Toutes ces informations nous permettent de comprendre les propos publiés par El Clarín le 9 juin 2015 : selon le quotidien, le Chili figurerait parmi les pays qui signeront un autre accord secret connu sous son acronyme anglais TISA (Accord sur le Commerce des Services). Ce dernier recouvre tous les secteurs : télécommunications, commerce électronique, services financiers, assurances, transports… Le TISA aurait donc des conséquences plus graves encore sur les intérêts locaux que le TPP.

« Mira lo que han hecho de ti mi país » est une chanson écrite par Isabel Parra (fille de Violeta Parra) à l’époque de la dictature. Force est de constater que le Chili est aujourd’hui un pays très différent : il suit un modèle social et politique qui favorise le renforcement du capitalisme à outrance et est donc érigé en modèle parfait par les multinationales.

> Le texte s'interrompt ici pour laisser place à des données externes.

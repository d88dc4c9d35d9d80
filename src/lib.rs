//! Ember scripting language runtime
//!
//! The execution core of a small imperative scripting language:
//! - Dynamically tagged values with a fixed cast contract between kinds
//! - A LIFO stack of variable frames with shadowing and reserved loop counters
//! - Typed variables with `final` and `const` modifiers
//! - Function invocation with arity checks, parameter binding and return contracts
//!
//! # Architecture
//!
//! ```text
//! JSON → HIR → Interpreter ⇄ Runtime (scopes, natives, call engine)
//! ```
//!
//! # Example
//!
//! ```
//! use ember::{Hir, RuntimeConfig};
//!
//! let hir = Hir::from_json(r#"{ "main": [{ "stmt": "return", "value": {
//!     "expr": "binary", "op": "div",
//!     "left": { "expr": "literal", "value": { "int": 7 } },
//!     "right": { "expr": "literal", "value": { "int": 2 } }
//! }}]}"#).unwrap();
//! let outcome = ember::run(&hir, RuntimeConfig::quiet()).unwrap();
//! assert_eq!(outcome.value.unwrap().to_string(), "3.5");
//! ```

pub mod config;
pub mod diagnostics;
pub mod hir;
pub mod interp;
pub mod types;

// Re-export diagnostics for convenience
pub use diagnostics::{CastError, ErrorKind, RuntimeError};

// Re-exports for convenience
pub use config::RuntimeConfig;
pub use hir::Hir;
pub use interp::{Interpreter, NativeTable, Runtime, Value};
pub use types::DataType;

/// Runtime version
pub const VERSION: &str = env!("CARGO_PKG_VERSION");

/// Result of a program run
#[derive(Debug)]
pub struct Outcome {
    /// What `main` returned
    pub value: Option<Value>,
    /// Lines written by `print`
    pub output: Vec<String>,
}

/// Run a program with the standard natives
pub fn run(hir: &Hir, config: RuntimeConfig) -> Result<Outcome, RuntimeError> {
    run_with_natives(hir, config, NativeTable::standard())
}

/// Run a program against a custom native table
pub fn run_with_natives(
    hir: &Hir,
    config: RuntimeConfig,
    natives: NativeTable,
) -> Result<Outcome, RuntimeError> {
    let mut runtime = Runtime::with_natives(config, natives);
    let mut interpreter = Interpreter::new(hir, runtime.natives())?;
    let value = interpreter.interpret(&mut runtime)?;
    Ok(Outcome {
        value,
        output: runtime.take_output(),
    })
}

#[cfg(test)]
mod tests {
    use super::*;

    #[test]
    fn test_version() {
        assert!(!VERSION.is_empty());
    }

    #[test]
    fn test_empty_program() {
        let outcome = run(&Hir::default(), RuntimeConfig::quiet()).unwrap();
        assert!(outcome.value.is_none());
        assert!(outcome.output.is_empty());
    }
}
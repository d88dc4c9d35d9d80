//! Scope stack tests
//!
//! Shadowing, redeclaration, reserved names, loop counters and LIFO discipline.

use pretty_assertions::assert_eq;

use ember::interp::{GLOBAL_SCOPE, Name, ScopeStack, Value, Variable};
use ember::types::Flag;
use ember::{DataType, ErrorKind, RuntimeError};

fn name(s: &str) -> Name {
    Name::new(s).unwrap()
}

fn declare(stack: &mut ScopeStack, n: &str, ty: DataType, value: Value) {
    let mut var = Variable::new(name(n), ty);
    var.set_value(value).unwrap();
    stack.declare(var).unwrap();
}

fn read(stack: &ScopeStack, n: &str) -> Value {
    stack.lookup(n).unwrap().get_value()
}

// ==================== SHADOWING ====================

#[test]
fn test_innermost_declaration_wins() {
    let mut stack = ScopeStack::new(8);
    declare(&mut stack, "x", DataType::INT, Value::Int(1));
    let a = stack.push("a");
    declare(&mut stack, "x", DataType::TEXT, Value::text("two"));
    let b = stack.push("b");
    assert_eq!(read(&stack, "x"), Value::text("two"));
    declare(&mut stack, "x", DataType::BOOL, Value::Bool(true));
    assert_eq!(read(&stack, "x"), Value::Bool(true));

    stack.pop(b);
    assert_eq!(read(&stack, "x"), Value::text("two"));
    stack.pop(a);
    assert_eq!(read(&stack, "x"), Value::Int(1));
}

#[test]
fn test_assignment_reaches_outer_frame() {
    let mut stack = ScopeStack::new(8);
    declare(&mut stack, "total", DataType::NUMBER, Value::Int(0));
    let inner = stack.push("inner");
    stack
        .lookup_mut("total")
        .unwrap()
        .set_value(Value::Int(10))
        .unwrap();
    stack.pop(inner);
    assert_eq!(read(&stack, "total"), Value::Number(10.0));
}

#[test]
fn test_inner_names_vanish_on_pop() {
    let mut stack = ScopeStack::new(8);
    let frame = stack.push("if3");
    declare(&mut stack, "tmp", DataType::DYNAMIC, Value::Int(3));
    assert!(stack.contains("tmp"));
    stack.pop(frame);
    let err = stack.lookup("tmp").unwrap_err();
    assert_eq!(err.kind(), ErrorKind::UnresolvedName);
}

// ==================== DECLARATION RULES ====================

#[test]
fn test_redeclaration_reports_scope() {
    let mut stack = ScopeStack::new(8);
    let frame = stack.push("while7");
    declare(&mut stack, "x", DataType::INT, Value::Int(1));
    let err = stack
        .declare(Variable::new(name("x"), DataType::INT))
        .unwrap_err();
    assert_eq!(
        err,
        RuntimeError::Redeclaration {
            name: "x".to_string(),
            scope: "while7".to_string()
        }
    );
    stack.pop(frame);
}

#[test]
fn test_every_counter_name_is_reserved() {
    let mut stack = ScopeStack::new(8);
    for c in 'i'..='p' {
        let err = stack
            .declare(Variable::new(name(&c.to_string()), DataType::INT))
            .unwrap_err();
        assert_eq!(err.kind(), ErrorKind::Declaration, "{c} should be reserved");
    }
    declare(&mut stack, "h", DataType::INT, Value::Int(0));
    declare(&mut stack, "q", DataType::INT, Value::Int(0));
}

#[test]
fn test_final_variable_in_frame() {
    let mut stack = ScopeStack::new(8);
    let mut var = Variable::with_flags(name("limit"), DataType::INT, &[Flag::Final]).unwrap();
    var.set_value(Value::Int(3)).unwrap();
    stack.declare(var).unwrap();

    let err = stack
        .lookup_mut("limit")
        .unwrap()
        .set_value(Value::Int(4))
        .unwrap_err();
    assert_eq!(err.kind(), ErrorKind::Declaration);
    assert_eq!(read(&stack, "limit"), Value::Int(3));
}

// ==================== LOOP COUNTERS ====================

#[test]
fn test_counters_follow_nesting() {
    let mut stack = ScopeStack::new(8);
    let mut handles = Vec::new();
    for depth in 0..8 {
        let handle = stack.push_loop(format!("repeat{depth}"), depth);
        handles.push(handle);
    }
    let names: Vec<_> = handles
        .iter()
        .map(|h| stack.counter(h).unwrap().to_string())
        .collect();
    assert_eq!(names, ["i", "j", "k", "l", "m", "n", "o", "p"]);
    assert_eq!(read(&stack, "m"), Value::Int(4));

    while let Some(handle) = handles.pop() {
        stack.pop(handle);
    }
    assert_eq!(stack.counters().in_use(), 0);
}

#[test]
fn test_counter_name_is_reused_after_exit() {
    let mut stack = ScopeStack::new(8);
    let first = stack.push_loop("repeat1", 0);
    stack.pop(first);
    let second = stack.push_loop("repeat2", 0);
    assert_eq!(stack.counter(&second).map(Name::as_str), Some("i"));
    stack.pop(second);
}

#[test]
fn test_exhausted_budget_runs_without_counter() {
    let mut stack = ScopeStack::new(2);
    let a = stack.push_loop("a", 0);
    let b = stack.push_loop("b", 0);
    let c = stack.push_loop("c", 0);
    assert!(stack.counter(&c).is_none());
    assert!(!stack.contains("k"));

    stack.pop(c);
    stack.pop(b);
    // The freed name goes to the next loop
    let d = stack.push_loop("d", 0);
    assert_eq!(stack.counter(&d).map(Name::as_str), Some("j"));
    stack.pop(d);
    stack.pop(a);
}

// ==================== LIFO DISCIPLINE ====================

#[test]
#[should_panic(expected = "non-top scope")]
fn test_popping_below_top_panics() {
    let mut stack = ScopeStack::new(8);
    let outer = stack.push("outer");
    let _inner = stack.push("inner");
    stack.pop(outer);
}

#[test]
fn test_height_tracks_pushes() {
    let mut stack = ScopeStack::new(8);
    assert_eq!(stack.top_label(), GLOBAL_SCOPE);
    let a = stack.push("a");
    let b = stack.push("b");
    assert_eq!(stack.height(), 3);
    assert_eq!(b.depth(), 2);
    assert_eq!(stack.top_label(), "b");
    stack.pop(b);
    stack.pop(a);
    assert_eq!(stack.height(), 1);
}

Ce modèle de « paix sociale » (comprenez modèle de soumission et d’assujettissement) est inconcevable quand on sait que le Chili s’est battu avec tant de volonté et de détermination contre une dictature militaire féroce. Aujourd’hui, cette nation est devenue un berceau pour le capitalisme sauvage et de nombreux pays prennent le même chemin, laissant ainsi des milliers d’hommes et de femmes qui, eux, sont parvenus à rester conscients de la tournure des événements, surpris et horrifiés.

Face à des accords commerciaux comme le TPP, le Chili se rapproche davantage du modèle qui prône l’individualisme excessif et le capitalisme de masse illimité. Ce genre d’accords augure des temps très difficiles pour le Chili et pour l’humanité en général, avec des nouvelles formes d’esclavage et de nouveaux négriers menaçant l’avenir des peuples.

Bien que le TPP, le TISA ainsi que tous les accords commerciaux du même genre provoquent de nouvelles victimes et engendrent de nouvelles difficultés, ils auront aussi indirectement comme conséquence de renforcer la lutte sociale et de donner lieu à de nouvelles révolutions. Et, pour ceux qui comme nous sont témoins de cette situation désastreuse, il est impératif de ramer à contre-courant, avec la certitude que l’émergence d’une nouvelle conscience permettra un jour la mise en place d’un ordre prônant plus de justice entre les hommes et plus de respect envers la nature.